**Record extracts**
=======

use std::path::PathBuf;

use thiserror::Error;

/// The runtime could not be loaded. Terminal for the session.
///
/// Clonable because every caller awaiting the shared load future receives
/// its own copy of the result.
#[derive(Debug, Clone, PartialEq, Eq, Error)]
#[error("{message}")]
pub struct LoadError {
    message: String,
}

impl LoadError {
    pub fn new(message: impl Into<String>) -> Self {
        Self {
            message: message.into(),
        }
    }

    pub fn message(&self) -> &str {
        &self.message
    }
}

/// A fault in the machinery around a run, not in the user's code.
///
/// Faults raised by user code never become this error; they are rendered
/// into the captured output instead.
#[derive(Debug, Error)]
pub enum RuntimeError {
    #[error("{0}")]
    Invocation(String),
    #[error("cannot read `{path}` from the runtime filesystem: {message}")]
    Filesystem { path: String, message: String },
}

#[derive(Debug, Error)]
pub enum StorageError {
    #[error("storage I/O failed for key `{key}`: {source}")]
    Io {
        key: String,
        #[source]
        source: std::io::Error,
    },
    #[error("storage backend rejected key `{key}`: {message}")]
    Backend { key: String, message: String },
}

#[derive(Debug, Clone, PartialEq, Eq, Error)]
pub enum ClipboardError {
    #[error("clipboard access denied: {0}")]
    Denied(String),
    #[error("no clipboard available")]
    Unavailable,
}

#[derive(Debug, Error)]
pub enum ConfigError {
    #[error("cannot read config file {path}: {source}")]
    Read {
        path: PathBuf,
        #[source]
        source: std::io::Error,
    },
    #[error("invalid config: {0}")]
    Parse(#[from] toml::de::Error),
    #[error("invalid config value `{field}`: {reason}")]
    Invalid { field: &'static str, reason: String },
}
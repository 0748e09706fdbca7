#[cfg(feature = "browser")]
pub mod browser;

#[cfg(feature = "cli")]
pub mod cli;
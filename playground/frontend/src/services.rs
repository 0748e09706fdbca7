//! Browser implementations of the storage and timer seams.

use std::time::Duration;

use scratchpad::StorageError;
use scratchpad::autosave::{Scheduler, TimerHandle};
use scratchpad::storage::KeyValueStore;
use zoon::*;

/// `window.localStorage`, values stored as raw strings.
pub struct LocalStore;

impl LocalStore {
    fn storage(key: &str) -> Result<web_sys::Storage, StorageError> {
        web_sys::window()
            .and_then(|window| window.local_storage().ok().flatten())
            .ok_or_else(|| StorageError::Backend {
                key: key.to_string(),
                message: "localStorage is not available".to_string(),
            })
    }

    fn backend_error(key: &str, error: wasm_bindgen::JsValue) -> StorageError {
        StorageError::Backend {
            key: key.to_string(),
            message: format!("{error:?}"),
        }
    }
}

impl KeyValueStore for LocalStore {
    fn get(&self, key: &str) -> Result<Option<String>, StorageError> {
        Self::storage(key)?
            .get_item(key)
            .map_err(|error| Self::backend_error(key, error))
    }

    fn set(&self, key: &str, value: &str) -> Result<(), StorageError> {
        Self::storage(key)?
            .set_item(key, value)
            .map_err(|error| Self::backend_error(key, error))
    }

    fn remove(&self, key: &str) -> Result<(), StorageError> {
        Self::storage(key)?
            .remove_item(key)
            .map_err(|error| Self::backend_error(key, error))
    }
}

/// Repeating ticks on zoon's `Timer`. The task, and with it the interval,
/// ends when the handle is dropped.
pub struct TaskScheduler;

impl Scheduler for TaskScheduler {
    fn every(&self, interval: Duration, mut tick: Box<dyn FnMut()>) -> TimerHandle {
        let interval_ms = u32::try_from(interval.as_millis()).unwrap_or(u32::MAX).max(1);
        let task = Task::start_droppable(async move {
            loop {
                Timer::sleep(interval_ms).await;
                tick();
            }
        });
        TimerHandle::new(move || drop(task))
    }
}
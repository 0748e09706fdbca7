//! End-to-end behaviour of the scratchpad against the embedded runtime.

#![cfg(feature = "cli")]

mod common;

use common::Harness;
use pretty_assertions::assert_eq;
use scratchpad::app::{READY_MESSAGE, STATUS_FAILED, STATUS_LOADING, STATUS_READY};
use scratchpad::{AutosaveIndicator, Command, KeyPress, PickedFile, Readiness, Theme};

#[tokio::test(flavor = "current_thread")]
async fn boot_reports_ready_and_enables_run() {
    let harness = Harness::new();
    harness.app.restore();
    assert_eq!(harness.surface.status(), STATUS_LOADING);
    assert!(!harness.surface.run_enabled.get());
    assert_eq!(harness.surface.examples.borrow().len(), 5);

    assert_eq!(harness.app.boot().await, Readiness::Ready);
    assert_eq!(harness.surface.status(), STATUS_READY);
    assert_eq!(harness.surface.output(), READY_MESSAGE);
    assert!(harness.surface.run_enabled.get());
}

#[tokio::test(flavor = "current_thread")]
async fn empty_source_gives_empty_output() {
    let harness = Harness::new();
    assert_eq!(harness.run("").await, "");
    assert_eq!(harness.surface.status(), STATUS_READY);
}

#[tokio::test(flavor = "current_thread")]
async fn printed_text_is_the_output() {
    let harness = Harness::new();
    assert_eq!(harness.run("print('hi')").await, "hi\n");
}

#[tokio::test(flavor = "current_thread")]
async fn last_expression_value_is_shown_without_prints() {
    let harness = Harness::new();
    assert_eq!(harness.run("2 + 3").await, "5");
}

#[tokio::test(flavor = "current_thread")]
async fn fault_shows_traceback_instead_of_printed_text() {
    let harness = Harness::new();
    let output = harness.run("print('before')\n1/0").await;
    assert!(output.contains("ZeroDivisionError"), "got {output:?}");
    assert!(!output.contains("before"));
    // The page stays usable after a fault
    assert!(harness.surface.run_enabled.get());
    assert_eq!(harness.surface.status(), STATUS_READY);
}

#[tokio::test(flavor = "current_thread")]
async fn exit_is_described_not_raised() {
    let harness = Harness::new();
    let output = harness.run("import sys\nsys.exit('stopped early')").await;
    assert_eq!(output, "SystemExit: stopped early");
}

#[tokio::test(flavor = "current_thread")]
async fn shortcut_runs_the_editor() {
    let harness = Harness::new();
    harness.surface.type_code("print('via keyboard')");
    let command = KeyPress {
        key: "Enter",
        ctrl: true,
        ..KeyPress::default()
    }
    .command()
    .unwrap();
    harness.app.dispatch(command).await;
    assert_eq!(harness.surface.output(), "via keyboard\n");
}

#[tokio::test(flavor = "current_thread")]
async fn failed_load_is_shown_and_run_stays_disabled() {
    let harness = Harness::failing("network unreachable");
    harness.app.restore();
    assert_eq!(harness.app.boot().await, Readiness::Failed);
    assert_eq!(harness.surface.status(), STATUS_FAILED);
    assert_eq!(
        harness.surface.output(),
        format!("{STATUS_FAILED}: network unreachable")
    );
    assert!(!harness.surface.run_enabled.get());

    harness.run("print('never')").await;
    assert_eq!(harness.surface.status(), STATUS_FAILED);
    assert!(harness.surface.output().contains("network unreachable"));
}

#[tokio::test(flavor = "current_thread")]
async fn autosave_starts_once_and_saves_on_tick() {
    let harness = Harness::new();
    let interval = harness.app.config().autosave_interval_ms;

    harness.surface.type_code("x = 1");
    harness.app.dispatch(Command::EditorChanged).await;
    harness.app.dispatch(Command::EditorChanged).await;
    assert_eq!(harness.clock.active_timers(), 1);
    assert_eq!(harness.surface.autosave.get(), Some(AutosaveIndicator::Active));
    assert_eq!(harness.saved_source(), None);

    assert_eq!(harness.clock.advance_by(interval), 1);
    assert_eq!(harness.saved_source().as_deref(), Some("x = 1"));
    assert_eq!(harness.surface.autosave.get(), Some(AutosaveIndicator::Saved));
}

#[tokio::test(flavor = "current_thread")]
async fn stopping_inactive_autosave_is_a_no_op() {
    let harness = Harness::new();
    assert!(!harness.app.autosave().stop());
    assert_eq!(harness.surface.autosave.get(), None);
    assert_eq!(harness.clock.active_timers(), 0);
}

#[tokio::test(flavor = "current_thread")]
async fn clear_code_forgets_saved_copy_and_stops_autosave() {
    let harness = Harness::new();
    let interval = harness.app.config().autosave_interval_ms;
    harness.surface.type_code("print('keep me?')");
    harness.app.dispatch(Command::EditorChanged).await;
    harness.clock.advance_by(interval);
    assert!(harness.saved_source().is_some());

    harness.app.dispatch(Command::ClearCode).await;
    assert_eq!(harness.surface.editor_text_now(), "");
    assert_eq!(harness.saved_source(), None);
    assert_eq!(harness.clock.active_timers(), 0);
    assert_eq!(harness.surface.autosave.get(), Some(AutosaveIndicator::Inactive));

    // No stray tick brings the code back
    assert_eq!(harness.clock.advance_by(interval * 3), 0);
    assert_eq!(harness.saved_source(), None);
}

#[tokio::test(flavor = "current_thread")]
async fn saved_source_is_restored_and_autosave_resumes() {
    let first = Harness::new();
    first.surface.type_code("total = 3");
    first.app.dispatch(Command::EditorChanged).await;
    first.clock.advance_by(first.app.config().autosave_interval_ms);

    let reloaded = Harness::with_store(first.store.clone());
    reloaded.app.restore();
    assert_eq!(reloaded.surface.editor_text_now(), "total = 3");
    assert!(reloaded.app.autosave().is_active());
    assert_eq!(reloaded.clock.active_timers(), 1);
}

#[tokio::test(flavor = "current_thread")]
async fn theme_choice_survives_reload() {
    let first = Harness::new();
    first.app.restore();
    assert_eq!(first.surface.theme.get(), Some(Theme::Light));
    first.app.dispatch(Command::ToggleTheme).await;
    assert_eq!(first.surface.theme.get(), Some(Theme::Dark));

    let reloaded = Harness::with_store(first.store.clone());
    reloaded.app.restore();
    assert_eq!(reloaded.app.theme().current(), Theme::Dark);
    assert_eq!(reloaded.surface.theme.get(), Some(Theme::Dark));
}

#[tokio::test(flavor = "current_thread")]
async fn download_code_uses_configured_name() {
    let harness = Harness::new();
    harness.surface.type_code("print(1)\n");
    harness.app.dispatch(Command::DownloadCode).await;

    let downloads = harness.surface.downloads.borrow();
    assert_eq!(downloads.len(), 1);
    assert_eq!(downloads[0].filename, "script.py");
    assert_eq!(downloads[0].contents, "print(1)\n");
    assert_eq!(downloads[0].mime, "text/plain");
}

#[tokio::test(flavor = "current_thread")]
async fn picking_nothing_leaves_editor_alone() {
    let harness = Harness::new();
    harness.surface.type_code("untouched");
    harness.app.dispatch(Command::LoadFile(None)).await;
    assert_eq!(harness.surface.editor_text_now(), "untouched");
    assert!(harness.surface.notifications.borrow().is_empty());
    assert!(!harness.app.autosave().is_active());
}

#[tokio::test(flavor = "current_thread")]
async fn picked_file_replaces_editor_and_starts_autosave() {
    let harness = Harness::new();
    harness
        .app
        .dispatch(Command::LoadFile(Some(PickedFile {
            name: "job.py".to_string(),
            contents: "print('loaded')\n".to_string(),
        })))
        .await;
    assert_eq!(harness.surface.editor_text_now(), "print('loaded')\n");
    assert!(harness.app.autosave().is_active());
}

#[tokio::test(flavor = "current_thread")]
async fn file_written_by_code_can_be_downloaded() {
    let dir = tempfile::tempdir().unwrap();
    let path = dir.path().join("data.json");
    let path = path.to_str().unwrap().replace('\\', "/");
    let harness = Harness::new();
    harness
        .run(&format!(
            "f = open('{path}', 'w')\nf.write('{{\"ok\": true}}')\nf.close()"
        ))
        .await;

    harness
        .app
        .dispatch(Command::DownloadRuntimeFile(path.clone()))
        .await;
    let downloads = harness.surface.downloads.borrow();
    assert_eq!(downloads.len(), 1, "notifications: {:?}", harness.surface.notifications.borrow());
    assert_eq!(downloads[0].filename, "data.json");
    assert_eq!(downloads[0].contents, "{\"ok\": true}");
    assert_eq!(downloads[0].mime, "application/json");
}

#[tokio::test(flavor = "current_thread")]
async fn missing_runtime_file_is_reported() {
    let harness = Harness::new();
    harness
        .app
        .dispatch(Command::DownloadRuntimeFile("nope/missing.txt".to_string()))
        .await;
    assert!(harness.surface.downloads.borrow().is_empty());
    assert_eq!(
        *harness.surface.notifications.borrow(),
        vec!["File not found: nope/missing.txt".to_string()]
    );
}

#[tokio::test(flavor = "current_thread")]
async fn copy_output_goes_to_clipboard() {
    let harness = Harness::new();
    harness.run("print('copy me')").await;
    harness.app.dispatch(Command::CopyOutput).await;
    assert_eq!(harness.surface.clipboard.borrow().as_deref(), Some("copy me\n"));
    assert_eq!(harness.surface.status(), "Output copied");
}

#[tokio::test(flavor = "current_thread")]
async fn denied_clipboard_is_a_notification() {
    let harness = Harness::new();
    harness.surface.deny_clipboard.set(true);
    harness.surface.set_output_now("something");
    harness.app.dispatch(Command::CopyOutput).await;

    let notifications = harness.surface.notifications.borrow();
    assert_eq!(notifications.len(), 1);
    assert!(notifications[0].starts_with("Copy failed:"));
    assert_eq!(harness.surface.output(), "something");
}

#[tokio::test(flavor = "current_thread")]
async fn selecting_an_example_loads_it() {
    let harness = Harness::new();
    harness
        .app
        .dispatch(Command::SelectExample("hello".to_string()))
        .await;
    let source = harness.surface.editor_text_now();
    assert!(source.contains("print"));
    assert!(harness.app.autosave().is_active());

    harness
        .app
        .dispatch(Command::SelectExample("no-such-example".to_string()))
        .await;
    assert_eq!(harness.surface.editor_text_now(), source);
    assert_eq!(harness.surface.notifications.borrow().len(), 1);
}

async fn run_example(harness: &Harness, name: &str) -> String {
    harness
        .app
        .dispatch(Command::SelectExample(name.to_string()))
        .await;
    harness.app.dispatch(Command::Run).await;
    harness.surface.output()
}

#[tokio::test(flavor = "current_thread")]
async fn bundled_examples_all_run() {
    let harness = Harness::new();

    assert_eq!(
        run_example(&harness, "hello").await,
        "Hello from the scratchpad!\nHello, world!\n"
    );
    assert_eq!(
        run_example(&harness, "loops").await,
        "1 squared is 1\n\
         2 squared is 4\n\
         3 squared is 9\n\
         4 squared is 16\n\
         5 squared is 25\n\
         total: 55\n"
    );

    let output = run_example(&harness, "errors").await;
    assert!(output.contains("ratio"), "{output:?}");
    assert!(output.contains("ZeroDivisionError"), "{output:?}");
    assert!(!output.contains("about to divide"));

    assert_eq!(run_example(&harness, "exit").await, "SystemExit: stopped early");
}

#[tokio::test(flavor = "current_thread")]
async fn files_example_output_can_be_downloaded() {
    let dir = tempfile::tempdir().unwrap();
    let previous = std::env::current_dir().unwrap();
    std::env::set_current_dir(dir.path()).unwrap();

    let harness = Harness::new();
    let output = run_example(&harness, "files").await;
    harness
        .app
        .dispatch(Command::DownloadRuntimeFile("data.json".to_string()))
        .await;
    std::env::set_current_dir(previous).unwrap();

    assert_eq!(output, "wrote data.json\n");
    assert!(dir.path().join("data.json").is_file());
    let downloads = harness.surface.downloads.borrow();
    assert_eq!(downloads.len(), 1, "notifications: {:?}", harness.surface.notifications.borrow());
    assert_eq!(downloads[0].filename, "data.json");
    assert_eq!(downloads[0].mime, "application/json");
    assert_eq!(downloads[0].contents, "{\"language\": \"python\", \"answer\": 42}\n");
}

=======

**Task goal**
Every line holding the word "enum" should be copied out of the material.

**Response to the exercise**
pub enum RuntimeError {
pub enum StorageError {
pub enum ClipboardError {
pub enum ConfigError {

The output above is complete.